Clinical trials for Russia’s Sputnik-V vaccine in India could start in the coming weeks

pharmafile | September 22, 2020 | News story | Manufacturing and Production Russia Vaccine, vaccines 

Clinical trials testing Russia’s Sputnik-V coronavirus vaccine in India could begin in the next few weeks, according to Indian pharma firm Dr Reddy’s Laboratories Ltd. 

The trials are part of a deal by Dr Reddy’s and the Russian Direct Investment Fund (RDIF). The pharma firm will conduct the Phase 3 trials in India and pursue local regulatory approvals, and if it gets final approval, it will also distribute the finished vaccine in the country. The RDIF will supply 100 million doses to the company. They have also reached an agreement to produce 300 million doses for India overall. 

The studies will enrol 1,000-2,000 participants and will be conducted across multiple sites in the country. Deepak Sapra, CEO for API and Pharmaceutical Services at Dr Reddy’s, said: “We want to get to the first step – which is the commencement of the clinical trials by getting the necessary approvals from the Indian regulators – within the next few weeks.”

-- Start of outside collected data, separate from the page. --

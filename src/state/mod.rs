mod squares;
mod team;
mod trivia;

pub use squares::{BoardView, CreateGameInput};
pub use trivia::TriviaQuestionInput;

use crate::cache::{Clock, SystemClock, TtlCache};
use crate::types::*;
use std::collections::HashMap;
use std::sync::Arc;
use std::time::Duration;
use tokio::sync::RwLock;

/// Default lifetime of a team's answer streak
pub const DEFAULT_STREAK_TTL: Duration = Duration::from_secs(12 * 60 * 60);

/// A Squares game together with its claimed cells, locked as one unit
#[derive(Debug, Clone)]
pub struct Board {
    pub game: Game,
    /// Claim order is preserved; round-robin fill depends on it
    pub entries: Vec<Entry>,
}

/// Shared application state
#[derive(Clone)]
pub struct AppState {
    pub boards: Arc<RwLock<HashMap<GameId, Board>>>,
    pub teams: Arc<RwLock<HashMap<TeamId, Team>>>,
    pub trivia_questions: Arc<RwLock<Vec<TriviaQuestion>>>,
    pub trivia_answers: Arc<RwLock<Vec<TriviaAnswer>>>,
    /// Current correct-answer streak per team
    pub team_streaks: TtlCache<TeamId, u32>,
}

impl AppState {
    pub fn new() -> Self {
        Self::with_clock(DEFAULT_STREAK_TTL, Arc::new(SystemClock))
    }

    pub fn with_streak_ttl(streak_ttl: Duration) -> Self {
        Self::with_clock(streak_ttl, Arc::new(SystemClock))
    }

    pub fn with_clock(streak_ttl: Duration, clock: Arc<dyn Clock>) -> Self {
        Self {
            boards: Arc::new(RwLock::new(HashMap::new())),
            teams: Arc::new(RwLock::new(HashMap::new())),
            trivia_questions: Arc::new(RwLock::new(Vec::new())),
            trivia_answers: Arc::new(RwLock::new(Vec::new())),
            team_streaks: TtlCache::with_clock(streak_ttl, clock),
        }
    }
}

impl Default for AppState {
    fn default() -> Self {
        Self::new()
    }
}
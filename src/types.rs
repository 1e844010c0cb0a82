use serde::{Deserialize, Serialize};

use crate::scoring::ScoreResult;

/// Opaque ID types for type safety
pub type GameId = String;
pub type EntryId = String;
pub type UserId = String;
pub type TeamId = String;
pub type TriviaQuestionId = String;

/// Squares boards are always 10x10, one row/column per score digit
pub const GRID_SIZE: usize = 10;

/// Number of quarters scored on a Squares board
pub const QUARTERS: usize = 4;

// ========== Squares ==========

#[derive(Debug, Clone, Copy, Serialize, Deserialize, PartialEq, Eq)]
#[serde(rename_all = "snake_case")]
pub enum GameStatus {
    Open,
    Locked,
    InProgress,
    Completed,
}

impl GameStatus {
    pub fn as_str(&self) -> &'static str {
        match self {
            GameStatus::Open => "open",
            GameStatus::Locked => "locked",
            GameStatus::InProgress => "in_progress",
            GameStatus::Completed => "completed",
        }
    }
}

impl std::fmt::Display for GameStatus {
    fn fmt(&self, f: &mut std::fmt::Formatter<'_>) -> std::fmt::Result {
        f.write_str(self.as_str())
    }
}

/// Cumulative scores of both teams at the end of a quarter
#[derive(Debug, Clone, Copy, Serialize, Deserialize, PartialEq, Eq)]
pub struct QuarterScore {
    pub team_a: u32,
    pub team_b: u32,
}

#[derive(Debug, Clone, Serialize, Deserialize)]
pub struct Game {
    pub id: GameId,
    pub team_a_name: String,
    pub team_b_name: String,
    pub grid_size: usize,
    pub status: GameStatus,
    /// Digit shown on each row (Team A's last digit), assigned at lock
    pub row_numbers: Option<[u8; GRID_SIZE]>,
    /// Digit shown on each column (Team B's last digit), assigned at lock
    pub col_numbers: Option<[u8; GRID_SIZE]>,
    /// Quarter scores, index 0 = Q1
    pub scores: [Option<QuarterScore>; QUARTERS],
    pub max_squares_per_player: Option<u32>,
    pub created_by: UserId,
    pub share_code: String,
    pub entry_fee: u32,
    pub created_at: String,
}

/// A claimed cell on a Squares board
#[derive(Debug, Clone, Serialize, Deserialize, PartialEq)]
pub struct Entry {
    pub id: EntryId,
    pub game_id: GameId,
    pub row_index: u8,
    pub col_index: u8,
    pub player_name: String,
    pub player_user_id: Option<UserId>,
    pub player_emoji: String,
    pub player_color: String,
}

/// A grid coordinate as requested by a client
///
/// Wide and signed so that any integer coordinate reaches the bounds check.
#[derive(Debug, Clone, Copy, Serialize, Deserialize, PartialEq, Eq, Hash, PartialOrd, Ord)]
pub struct Cell {
    pub row: i64,
    pub col: i64,
}

impl Cell {
    pub fn in_bounds(&self) -> bool {
        let range = 0..GRID_SIZE as i64;
        range.contains(&self.row) && range.contains(&self.col)
    }

    /// `(row_index, col_index)` for an in-bounds cell
    pub fn indices(&self) -> Option<(u8, u8)> {
        if !self.in_bounds() {
            return None;
        }
        Some((self.row as u8, self.col as u8))
    }
}

impl From<&Entry> for Cell {
    fn from(entry: &Entry) -> Self {
        Self {
            row: entry.row_index.into(),
            col: entry.col_index.into(),
        }
    }
}

/// Winner of a scored quarter; `entry` is None when the square was never claimed
#[derive(Debug, Clone, Serialize, Deserialize, PartialEq)]
pub struct WinningResult {
    pub quarter: u8,
    pub row: u8,
    pub col: u8,
    pub entry: Option<Entry>,
}

/// One distinct player on a board
#[derive(Debug, Clone, Serialize, Deserialize, PartialEq)]
pub struct PlayerSummary {
    pub name: String,
    pub emoji: String,
    pub color: String,
    pub count: usize,
}

/// How empty cells are assigned by a bulk fill
#[derive(Debug, Clone, Serialize, Deserialize, PartialEq)]
#[serde(tag = "mode", rename_all = "snake_case")]
pub enum FillMode {
    /// Cycle through existing players in first-claim order
    RoundRobin,
    /// Give every empty cell to one name
    House { name: String },
}

// ========== Trivia ==========

#[derive(Debug, Clone, Serialize, Deserialize)]
pub struct Team {
    pub id: TeamId,
    pub name: String,
    pub created_at: String,
}

#[derive(Debug, Clone, Serialize, Deserialize)]
pub struct TriviaQuestion {
    pub id: TriviaQuestionId,
    pub question: String,
    pub choices: Vec<String>,
    pub correct_index: usize,
    pub time_limit_seconds: u32,
    pub created_at: String,
}

/// Question as shown to teams, without the answer
#[derive(Debug, Clone, PartialEq, Serialize, Deserialize)]
pub struct PublicTriviaQuestion {
    pub id: TriviaQuestionId,
    pub question: String,
    pub choices: Vec<String>,
    pub time_limit_seconds: u32,
}

impl From<&TriviaQuestion> for PublicTriviaQuestion {
    fn from(q: &TriviaQuestion) -> Self {
        Self {
            id: q.id.clone(),
            question: q.question.clone(),
            choices: q.choices.clone(),
            time_limit_seconds: q.time_limit_seconds,
        }
    }
}

/// A team's recorded answer to one question
#[derive(Debug, Clone, Serialize, Deserialize)]
pub struct TriviaAnswer {
    pub team_id: TeamId,
    pub question_id: TriviaQuestionId,
    pub choice_index: usize,
    pub is_correct: bool,
    pub time_taken_ms: u64,
    pub score: ScoreResult,
    pub answered_at: String,
}

#[derive(Debug, Clone, Serialize, Deserialize, PartialEq)]
pub struct LeaderboardEntry {
    pub team_id: TeamId,
    pub team_name: String,
    pub total_points: u32,
    pub correct_answers: u32,
    pub answered: u32,
    pub current_streak: u32,
}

The RDIF have said that vaccine deliveries could begin in late 2020, but Sapra feels it could take longer as the clinical trial process will take months. 

Dr Reddy’s signed a deal with the RDIF last week. The Sputnik-V vaccine has drawn significant criticism for subverting the traditional clinical trial process. Usually, drugs and vaccines are approved after successful Phase 3 trials, but Russia decided to approve the vaccine after Phase 2 trials, conducting Phase 3 trials after the approval. In July, clinical trials were conducted on volunteers at the Sechenov First Moscow State Medical University and involved 38 people in two separate groups. Allegedly, the vaccine proved to be effective and safe and is being developed and produced by the Gamaleya Scientific Research Institute of Epidemiology and Microbiology along with the Russian defence ministry.

This quick approval process led to Professor Alexander Chuchalin quitting the Russian Health Ministry’s ethics council, after he had tried to stop its registration based on safety grounds. He accused the two leading medics involved in its development of flouting medical ethics in the process.